Magenta caught sight of her reflection in one of the many mirrors on the  way out of the salon. Justin had given her a new look all right. Her  hair was long, sleek and shiny, as opposed to the notorious bed-head  frizz-top, as diagnosed by Tess.

Trust a friend to tell you the truth, Magenta thought wryly, brushing  her long fringe out of her eyes. Justin had modelled her on one of his  favourite sixties icons, he had explained, a model called Jean Shrimpton  who had already appeared on the cover of Vogue at the age of eighteen.  'But I'm twenty-eight,' Magenta had protested.

'And don't look a day over forty,' Justin had told her reassuringly.  'That's how you will continue to look unless you allow me to work a  little magic.'

It was when Justin talked about magic that the dream started coming back  to her-bits and pieces to begin with, and then rushing in on her like a  tidal wave she couldn't escape.
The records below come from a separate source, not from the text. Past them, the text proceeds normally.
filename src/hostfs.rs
use std::fs::{File, OpenOptions};
use std::io::{Read, Seek, SeekFrom, Write};
use std::path::{Component, Path, PathBuf};

use tracing::debug;

use crate::error::{DeviceError, DeviceResult};

/// Access mode the guest requests on open.
#[derive(Debug, Clone, Copy, PartialEq, Eq)]
pub enum AccessMode {
    ReadOnly,
    WriteOnly,
    ReadWrite,
}

impl AccessMode {
    pub fn from_raw(raw: u32) -> Option<Self> {
        match raw {
            1 => Some(AccessMode::ReadOnly),
            2 => Some(AccessMode::WriteOnly),
            3 => Some(AccessMode::ReadWrite),
            _ => None,
        }
    }

    pub fn label(self) -> &'static str {
        match self {
            AccessMode::ReadOnly => "Read only",
            AccessMode::WriteOnly => "Write only",
            AccessMode::ReadWrite => "Read and Write",
        }
    }
}

/// Host-side view of the guest's storage, jailed under one root directory.
#[derive(Debug, Clone)]
pub struct HostFs {
    root: PathBuf,
}

impl HostFs {
    pub fn new(root: impl Into<PathBuf>) -> Self {
        Self { root: root.into() }
    }

    pub fn root(&self) -> &Path {
        &self.root
    }

    /// Collapse `.` and `..` segments and strip absolute prefixes, so the
    /// result is a relative path that cannot climb above its start.
    pub fn sanitize(raw: &str) -> PathBuf {
        let mut out = PathBuf::new();
        for component in Path::new(raw).components() {
            match component {
                Component::Normal(segment) => out.push(segment),
                Component::ParentDir => {
                    out.pop();
                }
                Component::CurDir | Component::RootDir | Component::Prefix(_) => {}
            }
        }
        out
    }

    /// Join an already-sanitized relative path under the root, verifying
    /// the result stays inside it.
    pub fn resolve(&self, relative: &Path) -> DeviceResult<PathBuf> {
        let full = self.root.join(relative);
        if !full.starts_with(&self.root) {
            return Err(DeviceError::Malformed("path escapes the host root"));
        }
        Ok(full)
    }

    pub fn exists(&self, path: &Path) -> bool {
        path.exists()
    }

    /// Open an existing file. Write-only requests get a read/write handle
    /// so an existing file is never truncated.
    pub fn open(&self, path: &Path, mode: AccessMode) -> DeviceResult<HostFile> {
        if !path.exists() {
            return Err(DeviceError::NotFound);
        }
        let file = match mode {
            AccessMode::ReadOnly => OpenOptions::new().read(true).open(path)?,
            AccessMode::WriteOnly | AccessMode::ReadWrite => {
                OpenOptions::new().read(true).write(true).open(path)?
            }
        };
        let length = file.metadata()?.len() as u32;
        debug!(path = %path.display(), mode = mode.label(), length, "host file opened");
        Ok(HostFile { file, length })
    }
}

/// An open host file plus the byte length cached when it was opened.
#[derive(Debug)]
pub struct HostFile {
    file: File,
    length: u32,
}

impl HostFile {
    pub fn length(&self) -> u32 {
        self.length
    }

    pub fn tell(&mut self) -> DeviceResult<u32> {
        Ok(self.file.stream_position()? as u32)
    }

    pub fn seek_from_start(&mut self, position: u32) -> DeviceResult<u32> {
        Ok(self.file.seek(SeekFrom::Start(u64::from(position)))? as u32)
    }

    /// Read up to `len` bytes from the current position. Short at EOF.
    pub fn read_up_to(&mut self, len: u32) -> DeviceResult<Vec<u8>> {
        let mut buf = Vec::new();
        (&mut self.file).take(u64::from(len)).read_to_end(&mut buf)?;
        Ok(buf)
    }

    pub fn write_all(&mut self, data: &[u8]) -> DeviceResult<()> {
        self.file.write_all(data)?;
        Ok(())
    }
}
Not that it had anything to do with  real magic; she knew that. Dreams were the work of an over-active mind.  All she had to do was slow down a bit and she'd sleep soundly at night  again.
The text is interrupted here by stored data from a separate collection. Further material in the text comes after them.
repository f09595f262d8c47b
use tracing::debug;

use crate::command::CommandBlock;
use crate::error::{DeviceError, DeviceResult};
use crate::memory::{GuestMemory, MemoryError};

use super::FileIoDevice;

/// Report the cached file length and the current position.
pub const IOCTL_GET_FILE_STATS: u32 = 11;

impl FileIoDevice {
    /// Dispatch a device-specific control operation on the opcode word.
    pub(crate) fn cmd_ioctl(
        &mut self,
        mem: &mut dyn GuestMemory,
        cmd: &CommandBlock,
    ) -> DeviceResult<i32> {
        cmd.dump(mem);
        let opcode = cmd.param(mem, 0)?;

        let file = self.file.as_mut().ok_or(DeviceError::NotOpen)?;
        match opcode {
            IOCTL_GET_FILE_STATS => {
                let out = cmd.buffer_out(mem)?;
                if out.size < 8 {
                    return Err(DeviceError::Malformed("stats buffer shorter than payload"));
                }
                if !mem.covers(out.addr, 8) {
                    return Err(DeviceError::Memory(MemoryError::Unmapped {
                        addr: out.addr,
                        len: 8,
                    }));
                }
                let length = file.length();
                let position = file.tell()?;
                debug!(device = %self.name, length, position, "get file stats");
                mem.write_u32(out.addr, length)?;
                mem.write_u32(out.addr + 4, position)?;
                Ok(0)
            }
            other => Err(DeviceError::Unsupported {
                what: "ioctl opcode",
                value: other,
            }),
        }
    }
}
pub mod fileio;

use std::collections::HashMap;

use tracing::debug;

use crate::command::{Command, CommandBlock};
use crate::error::{DeviceError, DeviceResult};
use crate::memory::GuestMemory;

fn unsupported(command: Command) -> DeviceError {
    DeviceError::Unsupported {
        what: "command",
        value: command as u32,
    }
}

/// One emulated IPC endpoint. Every operation defaults to `Unsupported`,
/// so a device only implements the commands it can service. Operations
/// decode their own parameters from the command block and return the value
/// the guest should see; the dispatcher writes it.
pub trait Device {
    fn id(&self) -> u32;
    fn name(&self) -> &str;

    fn open(&mut self, _mem: &mut dyn GuestMemory, _cmd: &CommandBlock) -> DeviceResult<i32> {
        Err(unsupported(Command::Open))
    }

    fn close(&mut self, _mem: &mut dyn GuestMemory, _cmd: &CommandBlock) -> DeviceResult<i32> {
        Err(unsupported(Command::Close))
    }

    fn read(&mut self, _mem: &mut dyn GuestMemory, _cmd: &CommandBlock) -> DeviceResult<i32> {
        Err(unsupported(Command::Read))
    }

    fn write(&mut self, _mem: &mut dyn GuestMemory, _cmd: &CommandBlock) -> DeviceResult<i32> {
        Err(unsupported(Command::Write))
    }

    fn seek(&mut self, _mem: &mut dyn GuestMemory, _cmd: &CommandBlock) -> DeviceResult<i32> {
        Err(unsupported(Command::Seek))
    }

    fn ioctl(&mut self, _mem: &mut dyn GuestMemory, _cmd: &CommandBlock) -> DeviceResult<i32> {
        Err(unsupported(Command::Ioctl))
    }
}

/// Id-addressable set of live devices. Ids are handed out when a device is
/// registered and stay stable until teardown.
pub struct DeviceRegistry {
    devices: HashMap<u32, Box<dyn Device>>,
    ids_by_name: HashMap<String, u32>,
    next_id: u32,
}

impl DeviceRegistry {
    pub fn new() -> Self {
        Self {
            devices: HashMap::new(),
            ids_by_name: HashMap::new(),
            next_id: 1,
        }
    }

    /// Reserve the id the next device should be built with.
    pub fn assign_id(&mut self) -> u32 {
        let id = self.next_id;
        self.next_id += 1;
        id
    }

    /// Add a device under its own id. A later registration with the same
    /// id replaces the earlier device, dropping its handles.
    pub fn register(&mut self, device: Box<dyn Device>) -> u32 {
        let id = device.id();
        debug!(id, name = device.name(), "device registered");
        self.ids_by_name.insert(device.name().to_string(), id);
        self.devices.insert(id, device);
        self.next_id = self.next_id.max(id.saturating_add(1));
        id
    }

    pub fn resolve(&mut self, id: u32) -> Option<&mut (dyn Device + 'static)> {
        self.devices.get_mut(&id).map(|device| device.as_mut())
    }

    pub fn resolve_name(&mut self, name: &str) -> Option<&mut (dyn Device + 'static)> {
        let id = *self.ids_by_name.get(name)?;
        self.resolve(id)
    }
}

impl Default for DeviceRegistry {
    fn default() -> Self {
        Self::new()
    }
}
Slowing down meant walking through the park instead of powering along  the pavements, but slowing down allowed more thoughts to crowd in. There  had been a pregnancy, she remembered-yes, a pregnancy in a dream, but  the baby had seemed very real to her. It still did …
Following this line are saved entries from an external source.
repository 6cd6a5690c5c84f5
//! Test helpers shared across vpcforge crates.

pub mod fixtures;
pub mod provider;
pub mod store;

pub use fixtures::{TEST_REGION, local_provider, sample_record, test_zones};
pub use provider::{FaultyProvider, PausedCall, ProviderOp};
pub use store::{FailingStore, StoreOp};
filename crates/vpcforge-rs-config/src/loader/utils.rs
//! Helper utilities for config loader path handling.

use crate::ConfigError;
use std::path::{Path, PathBuf};

/// Normalize a path by canonicalizing when possible, preserving NotFound.
pub(super) fn normalize_path(path: &Path) -> Result<PathBuf, ConfigError> {
    match path.canonicalize() {
        Ok(path) => Ok(path),
        Err(err) if err.kind() == std::io::ErrorKind::NotFound => Ok(path.to_path_buf()),
        Err(err) => Err(ConfigError::ReadFailed(err)),
    }
}

/// Produce a stable unique path used for de-duplication.
pub(super) fn unique_path(path: &Path) -> PathBuf {
    path.canonicalize().unwrap_or_else(|_| path.to_path_buf())
}
use async_trait::async_trait;
use parking_lot::Mutex;
use std::sync::Arc;
use tokio::sync::Notify;
use vpcforge_rs_protocol::Tag;
use vpcforge_rs_provider::{
    LocalNetworkProvider, NetworkProvider, ProviderError, VpcAttribute, VpcDescription,
};

use crate::fixtures::local_provider;

/// Provider operations, used to target injected faults and read call logs.
#[derive(Debug, Clone, Copy, PartialEq, Eq, Hash)]
pub enum ProviderOp {
    AvailableZones,
    CreateVpc,
    ModifyVpcAttribute,
    DescribeVpc,
    DeleteVpc,
    CreateSubnet,
    SetMapPublicIp,
    DeleteSubnet,
    CreateInternetGateway,
    AttachInternetGateway,
    DetachInternetGateway,
    DeleteInternetGateway,
    CreateRouteTable,
    CreateRoute,
    AssociateRouteTable,
    RouteTableAssociations,
    DisassociateRouteTable,
    DeleteRouteTable,
    CreateTags,
}

#[derive(Debug)]
struct Fault {
    op: ProviderOp,
    error: ProviderError,
    /// Matching calls to let through before failing.
    skip: usize,
    /// Failures left; `None` fails forever.
    remaining: Option<usize>,
}

/// A provider call held at entry until the test releases it.
#[derive(Debug, Clone, Default)]
pub struct PausedCall {
    reached: Arc<Notify>,
    release: Arc<Notify>,
}

impl PausedCall {
    /// Wait until the held call has arrived.
    pub async fn reached(&self) {
        self.reached.notified().await;
    }

    /// Let the held call run.
    pub fn release(&self) {
        self.release.notify_one();
    }
}

/// Wraps a [`LocalNetworkProvider`], recording every call and failing the
/// ones selected with [`FaultyProvider::fail_nth`] and friends.
#[derive(Debug)]
pub struct FaultyProvider {
    inner: LocalNetworkProvider,
    faults: Mutex<Vec<Fault>>,
    pauses: Mutex<Vec<(ProviderOp, PausedCall)>>,
    calls: Mutex<Vec<ProviderOp>>,
}

impl Default for FaultyProvider {
    fn default() -> Self {
        Self::new(local_provider())
    }
}

impl FaultyProvider {
    pub fn new(inner: LocalNetworkProvider) -> Self {
        Self {
            inner,
            faults: Mutex::new(Vec::new()),
            pauses: Mutex::new(Vec::new()),
            calls: Mutex::new(Vec::new()),
        }
    }

    /// Fail every call of `op`.
    pub fn fail_always(&self, op: ProviderOp, error: ProviderError) {
        self.push(op, error, 0, None);
    }

    /// Fail only the `nth` (1-based) call of `op` from now on.
    pub fn fail_nth(&self, op: ProviderOp, nth: usize, error: ProviderError) {
        self.push(op, error, nth.saturating_sub(1), Some(1));
    }

    /// Fail the next call of `op`.
    pub fn fail_once(&self, op: ProviderOp, error: ProviderError) {
        self.fail_nth(op, 1, error);
    }

    /// Hold the next call of `op` until the returned handle releases it.
    pub fn pause_next(&self, op: ProviderOp) -> PausedCall {
        let pause = PausedCall::default();
        self.pauses.lock().push((op, pause.clone()));
        pause
    }

    pub fn clear_faults(&self) {
        self.faults.lock().clear();
    }

    /// Every call made so far, in order.
    pub fn calls(&self) -> Vec<ProviderOp> {
        self.calls.lock().clone()
    }

    pub fn call_count(&self, op: ProviderOp) -> usize {
        self.calls.lock().iter().filter(|call| **call == op).count()
    }

    pub fn inner(&self) -> &LocalNetworkProvider {
        &self.inner
    }

    fn push(&self, op: ProviderOp, error: ProviderError, skip: usize, remaining: Option<usize>) {
        self.faults.lock().push(Fault {
            op,
            error,
            skip,
            remaining,
        });
    }

    async fn enter(&self, op: ProviderOp) -> Result<(), ProviderError> {
        let pause = {
            let mut pauses = self.pauses.lock();
            pauses
                .iter()
                .position(|(paused, _)| *paused == op)
                .map(|idx| pauses.remove(idx).1)
        };
        if let Some(pause) = pause {
            pause.reached.notify_one();
            pause.release.notified().await;
        }
        self.check(op)
    }

    fn check(&self, op: ProviderOp) -> Result<(), ProviderError> {
        self.calls.lock().push(op);
        let mut faults = self.faults.lock();
        for fault in faults.iter_mut().filter(|fault| fault.op == op) {
            if fault.skip > 0 {
                fault.skip -= 1;
                continue;
            }
            match &mut fault.remaining {
                None => return Err(fault.error.clone()),
                Some(left) if *left == 0 => continue,
                Some(left) => {
                    *left -= 1;
                    return Err(fault.error.clone());
                }
            }
        }
        Ok(())
    }
}

#[async_trait]
impl NetworkProvider for FaultyProvider {
    fn name(&self) -> &str {
        "faulty"
    }

    fn region(&self) -> &str {
        self.inner.region()
    }

    async fn available_zones(&self) -> Result<Vec<String>, ProviderError> {
        self.enter(ProviderOp::AvailableZones).await?;
        self.inner.available_zones().await
    }

    async fn create_vpc(&self, cidr_block: &str) -> Result<String, ProviderError> {
        self.enter(ProviderOp::CreateVpc).await?;
        self.inner.create_vpc(cidr_block).await
    }

    async fn modify_vpc_attribute(
        &self,
        vpc_id: &str,
        attribute: VpcAttribute,
        enabled: bool,
    ) -> Result<(), ProviderError> {
        self.enter(ProviderOp::ModifyVpcAttribute).await?;
        self.inner
            .modify_vpc_attribute(vpc_id, attribute, enabled)
            .await
    }

    async fn describe_vpc(&self, vpc_id: &str) -> Result<VpcDescription, ProviderError> {
        self.enter(ProviderOp::DescribeVpc).await?;
        self.inner.describe_vpc(vpc_id).await
    }

    async fn delete_vpc(&self, vpc_id: &str) -> Result<(), ProviderError> {
        self.enter(ProviderOp::DeleteVpc).await?;
        self.inner.delete_vpc(vpc_id).await
    }

    async fn create_subnet(
        &self,
        vpc_id: &str,
        cidr_block: &str,
        availability_zone: &str,
    ) -> Result<String, ProviderError> {
        self.enter(ProviderOp::CreateSubnet).await?;
        self.inner
            .create_subnet(vpc_id, cidr_block, availability_zone)
            .await
    }

    async fn set_map_public_ip_on_launch(
        &self,
        subnet_id: &str,
        enabled: bool,
    ) -> Result<(), ProviderError> {
        self.enter(ProviderOp::SetMapPublicIp).await?;
        self.inner.set_map_public_ip_on_launch(subnet_id, enabled).await
    }

    async fn delete_subnet(&self, subnet_id: &str) -> Result<(), ProviderError> {
        self.enter(ProviderOp::DeleteSubnet).await?;
        self.inner.delete_subnet(subnet_id).await
    }

    async fn create_internet_gateway(&self) -> Result<String, ProviderError> {
        self.enter(ProviderOp::CreateInternetGateway).await?;
        self.inner.create_internet_gateway().await
    }

    async fn attach_internet_gateway(
        &self,
        gateway_id: &str,
        vpc_id: &str,
    ) -> Result<(), ProviderError> {
        self.enter(ProviderOp::AttachInternetGateway).await?;
        self.inner.attach_internet_gateway(gateway_id, vpc_id).await
    }

    async fn detach_internet_gateway(
        &self,
        gateway_id: &str,
        vpc_id: &str,
    ) -> Result<(), ProviderError> {
        self.enter(ProviderOp::DetachInternetGateway).await?;
        self.inner.detach_internet_gateway(gateway_id, vpc_id).await
    }

    async fn delete_internet_gateway(&self, gateway_id: &str) -> Result<(), ProviderError> {
        self.enter(ProviderOp::DeleteInternetGateway).await?;
        self.inner.delete_internet_gateway(gateway_id).await
    }

    async fn create_route_table(&self, vpc_id: &str) -> Result<String, ProviderError> {
        self.enter(ProviderOp::CreateRouteTable).await?;
        self.inner.create_route_table(vpc_id).await
    }

    async fn create_route(
        &self,
        route_table_id: &str,
        destination: &str,
        gateway_id: &str,
    ) -> Result<(), ProviderError> {
        self.enter(ProviderOp::CreateRoute).await?;
        self.inner
            .create_route(route_table_id, destination, gateway_id)
            .await
    }

    async fn associate_route_table(
        &self,
        route_table_id: &str,
        subnet_id: &str,
    ) -> Result<String, ProviderError> {
        self.enter(ProviderOp::AssociateRouteTable).await?;
        self.inner
            .associate_route_table(route_table_id, subnet_id)
            .await
    }

    async fn route_table_associations(
        &self,
        route_table_id: &str,
    ) -> Result<Vec<String>, ProviderError> {
        self.enter(ProviderOp::RouteTableAssociations).await?;
        self.inner.route_table_associations(route_table_id).await
    }

    async fn disassociate_route_table(&self, association_id: &str) -> Result<(), ProviderError> {
        self.enter(ProviderOp::DisassociateRouteTable).await?;
        self.inner.disassociate_route_table(association_id).await
    }

    async fn delete_route_table(&self, route_table_id: &str) -> Result<(), ProviderError> {
        self.enter(ProviderOp::DeleteRouteTable).await?;
        self.inner.delete_route_table(route_table_id).await
    }

    async fn create_tags(
        &self,
        resource_ids: &[String],
        tags: &[Tag],
    ) -> Result<(), ProviderError> {
        self.enter(ProviderOp::CreateTags).await?;
        self.inner.create_tags(resource_ids, tags).await
    }
}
Silent tears crept down her icy cheeks.

She wanted a baby.

Having a baby had never crossed her mind before. She hadn't realised  there was anything missing in her life. She hadn't had time to realise  anything was missing; work took up every minute. Slowing to a halt in  front of a park bench, she sank down onto the cold wooden slats.  Stretching out her legs in front of her, she gazed across the placid  surface of the boating lake. She'd made a baby with Quinn? Well, that  should have brought a smile to her face.

It didn't.

Picking up a pebble, she stood up and skimmed it across the surface of  the lake. Ripples spread outwards, unstoppable ripples. There was  nothing she could do to change the direction of those ripples any more  than she could change the direction of her life to match the dream.

There was no baby.

Wrapping her arms around her empty belly, she mourned the dream-child in  wistful silence until a spike of cold wind reminded her she should be  getting back. She turned reluctantly. Dreams, Magenta reflected as she  hurried back to the office-who knew what secret lives people lived in  their dreams?

Sometimes dreams weren't just longings, they were premonitions.

And that was crazy thinking. She shouldn't be greedy. She should think  about all the things she had instead and be grateful. Wasn't that enough  for her?